Among the entries that follow, the required portion opens with the line containing "from every description" and closes with the line containing "case-insensitively; they are". Give that portion again exactly, and nothing else.

[Opening Given information section]

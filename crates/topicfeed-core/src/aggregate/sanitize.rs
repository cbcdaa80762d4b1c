use std::sync::LazyLock;

use regex::{Regex, RegexBuilder};

use super::FilterConfig;

/// Photo credit and caption boilerplate stripped from every description
static CREDIT_PATTERNS: LazyLock<Vec<Regex>> = LazyLock::new(|| {
    [
        r"(?i)Photo by[^.]+\.",
        r"(?i)Photo: [^.]+\.",
        r"(?i)Credit: [^.]+\.",
        r"(?i)Photo credit: [^.]+\.",
        r"(?i)via Getty Images[^.]*\.",
        r"(?i)AP Photo[^.]*\.",
    ]
    .iter()
    .map(|p| Regex::new(p).unwrap())
    .collect()
});

static WHITESPACE_RUN: LazyLock<Regex> = LazyLock::new(|| Regex::new(r"\s{2,}").unwrap());

/// Strips credit boilerplate and configured phrases from descriptions
///
/// Custom phrases are matched literally and case-insensitively; they are
/// escaped before compilation and never interpreted as patterns.
#[derive(Debug, Clone)]
pub struct DescriptionSanitizer {
    custom: Vec<Regex>,
}

impl DescriptionSanitizer {
    pub fn new(config: &FilterConfig) -> Self {
        let custom = config
            .custom_filter_patterns
            .iter()
            .map(|p| p.trim())
            .filter(|p| !p.is_empty())
            .filter_map(|p| {
                RegexBuilder::new(&regex::escape(p))
                    .case_insensitive(true)
                    .build()
                    .map_err(|e| tracing::warn!("Ignoring custom filter '{}': {}", p, e))
                    .ok()
            })
            .collect();

        Self { custom }
    }

    /// Apply every pattern in order, then collapse whitespace runs and trim
    pub fn sanitize(&self, description: &str) -> String {
        let mut text = description.to_string();

        for pattern in CREDIT_PATTERNS.iter().chain(self.custom.iter()) {
            if let std::borrow::Cow::Owned(stripped) = pattern.replace_all(&text, "") {
                text = stripped;
            }
        }

        WHITESPACE_RUN.replace_all(&text, " ").trim().to_string()
    }
}

/// Convenience wrapper building a one-off sanitizer
pub fn sanitize(description: &str, config: &FilterConfig) -> String {
    DescriptionSanitizer::new(config).sanitize(description)
}

#[cfg(test)]
mod tests {
    use super::*;

    fn config_with(patterns: &[&str]) -> FilterConfig {
        FilterConfig {
            custom_filter_patterns: patterns.iter().map(|p| p.to_string()).collect(),
            ..FilterConfig::default()
        }
    }

    #[test]
    fn test_strips_general_credit_patterns() {
        let config = FilterConfig::default();
        assert_eq!(
            sanitize("The Sox won. Photo by Jane Doe/USA Today. More later.", &config),
            "The Sox won. More later."
        );
        assert_eq!(
            sanitize("Game recap. Credit: John Smith. Next game Friday.", &config),
            "Game recap. Next game Friday."
        );
        assert_eq!(
            sanitize("Fans cheer (Winslow Townson via Getty Images). Score was 3-2.", &config),
            "Fans cheer (Winslow Townson Score was 3-2."
        );
        assert_eq!(
            sanitize("Celebration (AP Photo/Charles Krupa). Final.", &config),
            "Celebration ( Final."
        );
    }

    #[test]
    fn test_custom_patterns_are_literal_and_case_insensitive() {
        let config = config_with(&["  Read more at NESN.com  ", "", "   ", "(.*)"]);
        assert_eq!(
            sanitize("Great game. read MORE at nesn.com Done (.*) here", &config),
            "Great game. Done here"
        );
        // The dot is literal, so it must not match an arbitrary character
        assert_eq!(
            sanitize("Read more at NESNxcom", &config),
            "Read more at NESNxcom"
        );
    }

    #[test]
    fn test_collapses_whitespace_and_trims() {
        let config = FilterConfig::default();
        assert_eq!(sanitize("  a \t\n b  c ", &config), "a b c");
        assert_eq!(sanitize("single\nnewline", &config), "single\nnewline");
    }

    #[test]
    fn test_sanitize_is_idempotent() {
        let config = config_with(&["Sponsored"]);
        let inputs = [
            "Photo by A. Photo: B. Sponsored text  with   gaps.",
            "  Credit: Someone. AP Photo. Hello world  ",
            "<p>Markup stays <img src=\"x.jpg\"> intact</p>",
        ];
        for input in inputs {
            let once = sanitize(input, &config);
            assert_eq!(sanitize(&once, &config), once);
        }
    }

    #[test]
    fn test_patterns_apply_in_order() {
        // "Photo credit: X." is consumed by the earlier "Credit: " pattern,
        // leaving "Photo " which the later whitespace pass trims.
        let config = FilterConfig::default();
        assert_eq!(sanitize("Photo credit: X. Body.", &config), "Photo Body.");
    }
}
use std::sync::Arc;

use tokio::task::JoinSet;

use super::normalize::{ArticleNormalizer, Normalized};
use super::FilterConfig;
use crate::feed::{Article, FeedClient, FeedHandle, FeedSource};
use crate::{Error, Result};

type FetchOutcome = (usize, Result<FeedHandle>);

/// Fetches every configured feed and merges their articles into one
/// date-sorted list
pub struct FeedAggregator {
    client: Arc<dyn FeedClient>,
    concurrency: usize,
}

impl FeedAggregator {
    pub fn new(client: Arc<dyn FeedClient>) -> Self {
        Self {
            client,
            concurrency: 1,
        }
    }

    /// Number of feeds fetched at once (at least 1)
    pub fn with_concurrency(mut self, concurrency: usize) -> Self {
        self.concurrency = concurrency.max(1);
        self
    }

    /// Aggregate `sources` into at most `max_items` articles, newest first
    ///
    /// At most `max_items` items are read from each feed before merging, and
    /// the merged list is cut to `max_items` again after sorting. Feeds that
    /// fail to fetch are logged and skipped. Articles with equal dates keep
    /// source order, then feed order.
    pub async fn aggregate(
        &self,
        sources: &[FeedSource],
        config: &FilterConfig,
        max_items: usize,
    ) -> Result<Vec<Article>> {
        if max_items == 0 {
            return Err(Error::Config("max_items must be at least 1".to_string()));
        }

        if sources.is_empty() {
            return Ok(Vec::new());
        }

        let feeds = self.fetch_all(sources).await;
        let normalizer = ArticleNormalizer::new(config);
        let mut articles = Vec::new();

        for (source, feed) in sources.iter().zip(feeds) {
            let Some(feed) = feed else {
                continue;
            };

            let before = articles.len();
            for item in feed.items(0, max_items) {
                match normalizer.normalize(item, &source.label) {
                    Normalized::Article(article) => articles.push(article),
                    Normalized::Skip(reason) => {
                        tracing::trace!("Skipping '{}' from {}: {:?}", item.title, source.label, reason);
                    }
                }
            }

            tracing::info!(
                "Feed '{}' ({}): {} articles accepted",
                source.label,
                feed.title.as_deref().unwrap_or(&source.url),
                articles.len() - before
            );
        }

        // Vec::sort_by is stable, so ties keep insertion order
        articles.sort_by(|a, b| b.publish_date.cmp(&a.publish_date));
        articles.truncate(max_items);

        tracing::info!("Aggregated {} articles from {} feeds", articles.len(), sources.len());

        Ok(articles)
    }

    /// Fetch every source with bounded parallelism
    ///
    /// The result is indexed like `sources`; failed fetches are `None`.
    async fn fetch_all(&self, sources: &[FeedSource]) -> Vec<Option<FeedHandle>> {
        let mut feeds: Vec<Option<FeedHandle>> = vec![None; sources.len()];
        let mut join_set: JoinSet<FetchOutcome> = JoinSet::new();
        let mut pending = sources.iter().enumerate();

        fn spawn_fetch(
            join_set: &mut JoinSet<FetchOutcome>,
            client: Arc<dyn FeedClient>,
            index: usize,
            url: String,
        ) {
            join_set.spawn(async move {
                let result = client.fetch(&url).await;
                (index, result)
            });
        }

        for _ in 0..self.concurrency {
            if let Some((index, source)) = pending.next() {
                spawn_fetch(&mut join_set, Arc::clone(&self.client), index, source.url.clone());
            }
        }

        while let Some(joined) = join_set.join_next().await {
            match joined {
                Ok((index, Ok(feed))) => feeds[index] = Some(feed),
                Ok((index, Err(e))) => {
                    tracing::error!("Failed to fetch feed '{}': {}", sources[index].label, e);
                }
                Err(e) => tracing::error!("Feed fetch task failed: {}", e),
            }

            if let Some((index, source)) = pending.next() {
                spawn_fetch(&mut join_set, Arc::clone(&self.client), index, source.url.clone());
            }
        }

        feeds
    }
}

[Closing Given information section]

**Solution to this task**
/// Photo credit and caption boilerplate stripped from every description
static CREDIT_PATTERNS: LazyLock<Vec<Regex>> = LazyLock::new(|| {
    [
        r"(?i)Photo by[^.]+\.",
        r"(?i)Photo: [^.]+\.",
        r"(?i)Credit: [^.]+\.",
        r"(?i)Photo credit: [^.]+\.",
        r"(?i)via Getty Images[^.]*\.",
        r"(?i)AP Photo[^.]*\.",
    ]
    .iter()
    .map(|p| Regex::new(p).unwrap())
    .collect()
});

static WHITESPACE_RUN: LazyLock<Regex> = LazyLock::new(|| Regex::new(r"\s{2,}").unwrap());

/// Strips credit boilerplate and configured phrases from descriptions
///
/// Custom phrases are matched literally and case-insensitively; they are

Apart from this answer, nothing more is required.